= WHAT TO DO =
The expected output is every entry, repeated word for word.

= SUPPLIED DATA =

■ ■ ■ ■ ■

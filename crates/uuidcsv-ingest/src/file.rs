//! File-type gate and file reading.

use std::ffi::OsStr;
use std::path::Path;

use tracing::debug;

use uuidcsv_model::{CSV_EXTENSION, Result, UuidCsvError};

/// Reject files whose name does not end in `.csv` (case-insensitive).
///
/// The check runs before any read, so a wrong file type never reaches the
/// parser.
pub fn check_file_type(path: &Path) -> Result<()> {
    let is_csv = path
        .extension()
        .and_then(OsStr::to_str)
        .is_some_and(|ext| ext.eq_ignore_ascii_case(CSV_EXTENSION));
    if !is_csv {
        return Err(UuidCsvError::InvalidFileType {
            path: path.to_path_buf(),
        });
    }
    Ok(())
}

/// Read the file into decoded text, stripping a leading UTF-8 BOM.
pub fn read_file_to_text(path: &Path) -> Result<String> {
    check_file_type(path)?;
    let text = std::fs::read_to_string(path)?;
    debug!(path = %path.display(), bytes = text.len(), "read upload file");
    Ok(strip_bom(text))
}

fn strip_bom(text: String) -> String {
    match text.strip_prefix('\u{feff}') {
        Some(stripped) => stripped.to_string(),
        None => text,
    }
}
use comfy_table::modifiers::UTF8_ROUND_CORNERS;
use comfy_table::presets::UTF8_FULL_CONDENSED;
use comfy_table::{Attribute, Cell, CellAlignment, Color, ContentArrangement, Table};

use uuidcsv_model::{Record, Stats, UploadState};
use uuidcsv_validate::compute_stats;

use crate::types::CheckResult;

pub fn print_summary(result: &CheckResult, show_records: bool) {
    match &result.state {
        UploadState::Idle | UploadState::Processing { .. } => {}
        UploadState::Succeeded {
            file_name,
            records,
            stats,
        } => {
            println!("File: {file_name}");
            print_stats_table(*stats);
            if show_records {
                print_record_table(records);
            }
            print_artifacts(result);
            if let Some(response) = &result.submission {
                println!(
                    "Submitted {} valid UUIDs for processing at {}",
                    response.processed_count, response.timestamp
                );
            }
        }
        UploadState::Failed {
            file_name,
            message,
            records,
        } => {
            // Count failures arrive here with their records preserved.
            if !records.is_empty() {
                println!("File: {file_name}");
                print_stats_table(compute_stats(records));
                if show_records {
                    print_record_table(records);
                }
            }
            eprintln!("error: {message}");
        }
    }
}

fn print_stats_table(stats: Stats) {
    let mut table = Table::new();
    table.set_header(vec![
        header_cell("Records"),
        header_cell("Valid"),
        header_cell("Invalid"),
        header_cell("Valid %"),
    ]);
    apply_table_style(&mut table);
    for index in 0..4 {
        align_column(&mut table, index, CellAlignment::Right);
    }
    table.add_row(vec![
        Cell::new(stats.total),
        count_cell(stats.valid, Color::Green),
        count_cell(stats.invalid, Color::Red),
        Cell::new(format!("{}%", stats.percentage)),
    ]);
    println!("{table}");
}

fn print_record_table(records: &[Record]) {
    let mut table = Table::new();
    table.set_header(vec![
        header_cell("Line"),
        header_cell("UUID"),
        header_cell("Status"),
    ]);
    apply_table_style(&mut table);
    align_column(&mut table, 0, CellAlignment::Right);
    align_column(&mut table, 2, CellAlignment::Center);
    for record in records {
        table.add_row(vec![
            Cell::new(record.position),
            Cell::new(&record.value),
            status_cell(record.is_valid),
        ]);
    }
    println!("{table}");
}

fn print_artifacts(result: &CheckResult) {
    if let Some(path) = &result.report_json {
        println!("Report (JSON): {}", path.display());
    }
    if let Some(path) = &result.report_csv {
        println!("Report (CSV): {}", path.display());
    }
    if let Some(path) = &result.export {
        println!("Export: {}", path.display());
    }
}

pub fn apply_table_style(table: &mut Table) {
    table
        .load_preset(UTF8_FULL_CONDENSED)
        .apply_modifier(UTF8_ROUND_CORNERS)
        .set_content_arrangement(ContentArrangement::Dynamic)
        .set_width(120);
}

fn header_cell(text: &str) -> Cell {
    Cell::new(text).add_attribute(Attribute::Bold)
}

fn count_cell(count: usize, color: Color) -> Cell {
    if count > 0 {
        Cell::new(count).fg(color).add_attribute(Attribute::Bold)
    } else {
        Cell::new(count).add_attribute(Attribute::Dim)
    }
}

fn status_cell(is_valid: bool) -> Cell {
    if is_valid {
        Cell::new("valid").fg(Color::Green)
    } else {
        Cell::new("invalid")
            .fg(Color::Red)
            .add_attribute(Attribute::Bold)
    }
}

fn align_column(table: &mut Table, index: usize, alignment: CellAlignment) {
    if let Some(column) = table.column_mut(index) {
        column.set_cell_alignment(alignment);
    }
}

■ ■ ■ ■ ■

= RESULT OF THE TASK =
filename crates/uuidcsv-ingest/src/file.rs
//! File-type gate and file reading.

use std::ffi::OsStr;
use std::path::Path;

use tracing::debug;

use uuidcsv_model::{CSV_EXTENSION, Result, UuidCsvError};

/// Reject files whose name does not end in `.csv` (case-insensitive).
///
/// The check runs before any read, so a wrong file type never reaches the
/// parser.
pub fn check_file_type(path: &Path) -> Result<()> {
    let is_csv = path
        .extension()
        .and_then(OsStr::to_str)
        .is_some_and(|ext| ext.eq_ignore_ascii_case(CSV_EXTENSION));
    if !is_csv {
        return Err(UuidCsvError::InvalidFileType {
            path: path.to_path_buf(),
        });
    }
    Ok(())
}

/// Read the file into decoded text, stripping a leading UTF-8 BOM.
pub fn read_file_to_text(path: &Path) -> Result<String> {
    check_file_type(path)?;
    let text = std::fs::read_to_string(path)?;
    debug!(path = %path.display(), bytes = text.len(), "read upload file");
    Ok(strip_bom(text))
}

fn strip_bom(text: String) -> String {
    match text.strip_prefix('\u{feff}') {
        Some(stripped) => stripped.to_string(),
        None => text,
    }
}
use comfy_table::modifiers::UTF8_ROUND_CORNERS;
use comfy_table::presets::UTF8_FULL_CONDENSED;
use comfy_table::{Attribute, Cell, CellAlignment, Color, ContentArrangement, Table};

use uuidcsv_model::{Record, Stats, UploadState};
use uuidcsv_validate::compute_stats;

use crate::types::CheckResult;

pub fn print_summary(result: &CheckResult, show_records: bool) {
    match &result.state {
        UploadState::Idle | UploadState::Processing { .. } => {}
        UploadState::Succeeded {
            file_name,
            records,
            stats,
        } => {
            println!("File: {file_name}");
            print_stats_table(*stats);
            if show_records {
                print_record_table(records);
            }
            print_artifacts(result);
            if let Some(response) = &result.submission {
                println!(
                    "Submitted {} valid UUIDs for processing at {}",
                    response.processed_count, response.timestamp
                );
            }
        }
        UploadState::Failed {
            file_name,
            message,
            records,
        } => {
            // Count failures arrive here with their records preserved.
            if !records.is_empty() {
                println!("File: {file_name}");
                print_stats_table(compute_stats(records));
                if show_records {
                    print_record_table(records);
                }
            }
            eprintln!("error: {message}");
        }
    }
}

fn print_stats_table(stats: Stats) {
    let mut table = Table::new();
    table.set_header(vec![
        header_cell("Records"),
        header_cell("Valid"),
        header_cell("Invalid"),
        header_cell("Valid %"),
    ]);
    apply_table_style(&mut table);
    for index in 0..4 {
        align_column(&mut table, index, CellAlignment::Right);
    }
    table.add_row(vec![
        Cell::new(stats.total),
        count_cell(stats.valid, Color::Green),
        count_cell(stats.invalid, Color::Red),
        Cell::new(format!("{}%", stats.percentage)),
    ]);
    println!("{table}");
}

fn print_record_table(records: &[Record]) {
    let mut table = Table::new();
    table.set_header(vec![
        header_cell("Line"),
        header_cell("UUID"),
        header_cell("Status"),
    ]);
    apply_table_style(&mut table);
    align_column(&mut table, 0, CellAlignment::Right);
    align_column(&mut table, 2, CellAlignment::Center);
    for record in records {
        table.add_row(vec![
            Cell::new(record.position),
            Cell::new(&record.value),
            status_cell(record.is_valid),
        ]);
    }
    println!("{table}");
}

fn print_artifacts(result: &CheckResult) {
    if let Some(path) = &result.report_json {
        println!("Report (JSON): {}", path.display());
    }
    if let Some(path) = &result.report_csv {
        println!("Report (CSV): {}", path.display());
    }
    if let Some(path) = &result.export {
        println!("Export: {}", path.display());
    }
}

pub fn apply_table_style(table: &mut Table) {
    table
        .load_preset(UTF8_FULL_CONDENSED)
        .apply_modifier(UTF8_ROUND_CORNERS)
        .set_content_arrangement(ContentArrangement::Dynamic)
        .set_width(120);
}

fn header_cell(text: &str) -> Cell {
    Cell::new(text).add_attribute(Attribute::Bold)
}

fn count_cell(count: usize, color: Color) -> Cell {
    if count > 0 {
        Cell::new(count).fg(color).add_attribute(Attribute::Bold)
    } else {
        Cell::new(count).add_attribute(Attribute::Dim)
    }
}

fn status_cell(is_valid: bool) -> Cell {
    if is_valid {
        Cell::new("valid").fg(Color::Green)
    } else {
        Cell::new("invalid")
            .fg(Color::Red)
            .add_attribute(Attribute::Bold)
    }
}

fn align_column(table: &mut Table, index: usize, alignment: CellAlignment) {
    if let Some(column) = table.column_mut(index) {
        column.set_cell_alignment(alignment);
    }
}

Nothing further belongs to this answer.